As ΔrecA strains are hypersensitive to antibiotics and less prone to acquired resistance, (35, 36) RecA has been proposed as a novel target for slowing the evolution of antibiotic resistance. The feasibility of targeting RecA is further supported by the existence of biological protein modulators of RecA, including RecX and DinI, which both can antagonize SOS induction. (49) In an effort to discover small molecule RecA inhibitors, Singleton and colleagues have designed several high-throughput screens largely focused on E. coli RecA ATPase activity and identified potential inhibitors. (50-53) While antimicrobial activity against E. coli has not yet been described, one lead RecA probe, suramin, was characterized against Mtb, where the inhibitor was suggested to potentiate the activity of the fluoroquinolone ciprofloxacin. (54) Although studies aimed at inhibiting RecA are promising, specificity is one important consideration that needs to be explored. In mammals, RecA has up to seven important homologues (Rad51 family). (55) In this context, rational approaches using nucleotide analogues to target RecA’s ATP binding site have been examined to a limited extent. (56) These offer a potential starting point for applying strategies that have yielded analogous protein kinase inhibitors that are ATP competitive and selective. (57)

The Regulator, LexA

The ∼22 kDa LexA molecule consists of two domains separated by a short flexible linker and exists as a homodimer in solution.
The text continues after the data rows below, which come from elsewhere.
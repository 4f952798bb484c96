// Leave request read shape and its vocabulary.
//
// Purpose
// - The folded view of one request stream, as returned to callers.
//
// Boundaries
// - Values only. Status changes happen through events and evolve.

use crate::shared::core::primitives::{EmployeeId, RequestId};
use chrono::{DateTime, NaiveDate, Utc};
use serde::{Deserialize, Serialize};
use std::fmt;

#[derive(Debug, Clone, Copy, PartialEq, Eq, PartialOrd, Ord, Hash, Serialize, Deserialize)]
#[serde(rename_all = "lowercase")]
pub enum LeaveCategory {
    Annual,
    Sick,
    Personal,
}

impl LeaveCategory {
    pub const ALL: [LeaveCategory; 3] = [
        LeaveCategory::Annual,
        LeaveCategory::Sick,
        LeaveCategory::Personal,
    ];

    pub fn as_str(&self) -> &'static str {
        match self {
            LeaveCategory::Annual => "Annual Leave",
            LeaveCategory::Sick => "Sick Leave",
            LeaveCategory::Personal => "Personal Leave",
        }
    }
}

impl fmt::Display for LeaveCategory {
    fn fmt(&self, f: &mut fmt::Formatter<'_>) -> fmt::Result {
        f.write_str(self.as_str())
    }
}

#[derive(Debug, Clone, Copy, PartialEq, Eq, Hash, Serialize, Deserialize)]
#[serde(rename_all = "lowercase")]
pub enum LeaveStatus {
    Pending,
    Approved,
    Rejected,
    Cancelled,
}

impl LeaveStatus {
    pub fn as_str(&self) -> &'static str {
        match self {
            LeaveStatus::Pending => "pending",
            LeaveStatus::Approved => "approved",
            LeaveStatus::Rejected => "rejected",
            LeaveStatus::Cancelled => "cancelled",
        }
    }

    pub fn is_terminal(&self) -> bool {
        !matches!(self, LeaveStatus::Pending)
    }
}

impl fmt::Display for LeaveStatus {
    fn fmt(&self, f: &mut fmt::Formatter<'_>) -> fmt::Result {
        f.write_str(self.as_str())
    }
}

#[derive(Debug, Clone, PartialEq, Eq, Serialize, Deserialize)]
pub struct LeaveRequest {
    pub id: RequestId,
    pub employee_id: EmployeeId,
    pub category: LeaveCategory,
    pub start_date: NaiveDate,
    /// Inclusive.
    pub end_date: NaiveDate,
    /// Working days, computed when the request was submitted.
    pub days: u32,
    pub reason: String,
    pub status: LeaveStatus,
    pub submitted_at: DateTime<Utc>,
    pub approver_id: Option<EmployeeId>,
    pub decided_at: Option<DateTime<Utc>>,
    pub comment: Option<String>,
}

impl LeaveRequest {
    /// Closed-interval intersection with `[start, end]`.
    pub fn overlaps(&self, start: NaiveDate, end: NaiveDate) -> bool {
        !(self.end_date < start || self.start_date > end)
    }
}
The N-terminal domain (NTD) contains specific DNA binding activity, and the C-terminal domain (CTD) contains protease activity (Figure 4B). (58, 59) Dimeric LexA binds to SOS box DNA through a winged helix–turn–helix motif in the NTD with dimerization mediated by the CTDs. (59) The CTD contains a protease active site, with a serine-lysine catalytic dyad. Self-cleavage occurs at a protein loop in the same monomer, located near the linker between the two domains. (58) Crystal structures of well-characterized LexA mutants show that this cleavage loop can exist in two distinct states. In the “non-cleavable” state, the loop is far removed from the active site. In the “cleavable” state, it undergoes a large ∼20 Å conformational change, positioning the scissile peptide bond adjacent to the active site serine. (58) Interestingly, in the “cleavable” state, LexA binds its peptide substrate in a sharp β-turn, rather than the extended β-sheet peptide conformation common to canonical proteases. (58, 60)
Given the promising genetic studies on bacteria with noncleavable LexA discussed above, small molecule inhibition of LexA’s protease domain has been proposed. (15, 34) To this end, while LexA’s distinct active site architecture offers potential advantages, it also poses two major challenges. First, as the substrate is tethered in cis, any competitive inhibitor will have to overcome the high local substrate concentration of the internal cleavage loop. Indeed, LexA shows inhibition only under large excesses of nonspecific protease inhibitors, such as diisopropyl fluorophosphates. (61) Second, given self-cleavage, classical high-throughput protease assays, such as using fluorophore quencher-containing peptides in trans, cannot be readily translated to LexA. Despite these challenges, rational or screening-based approaches to the discovery of LexA inhibitors are well-justified.
To help inform rational inhibitor discovery efforts, we have performed extensive mutagenesis of LexA to elucidate the substrate specificity determinants. (62) These experiments suggested that several residues within the cleavage loop make essential recognition contacts, while other specificity determinants are likely involved in facilitating LexA’s conformational change. Interestingly, stabilization of the β-turn within the cleavage loop accelerates self-cleavage, suggesting that small cyclic peptides may be tractable rational inhibitor starting points. (62) Alternatively, allosteric inhibitors that prevent LexA’s conformational change or small molecules that could disrupt the LexA–RecA interface are viable strategies for LexA inhibition; however, our understanding of the biochemical mechanisms involved is incomplete. Despite the available structural snapshots, the basis for LexA’s conformational dynamics has not been elucidated and, in particular, the LexA–RecA interface remains poorly characterized despite dedicated efforts. (63, 64) Further studies are required to understand these essential elements of RecA-induced LexA catalysis to help drive the discovery of potential SOS inhibitors.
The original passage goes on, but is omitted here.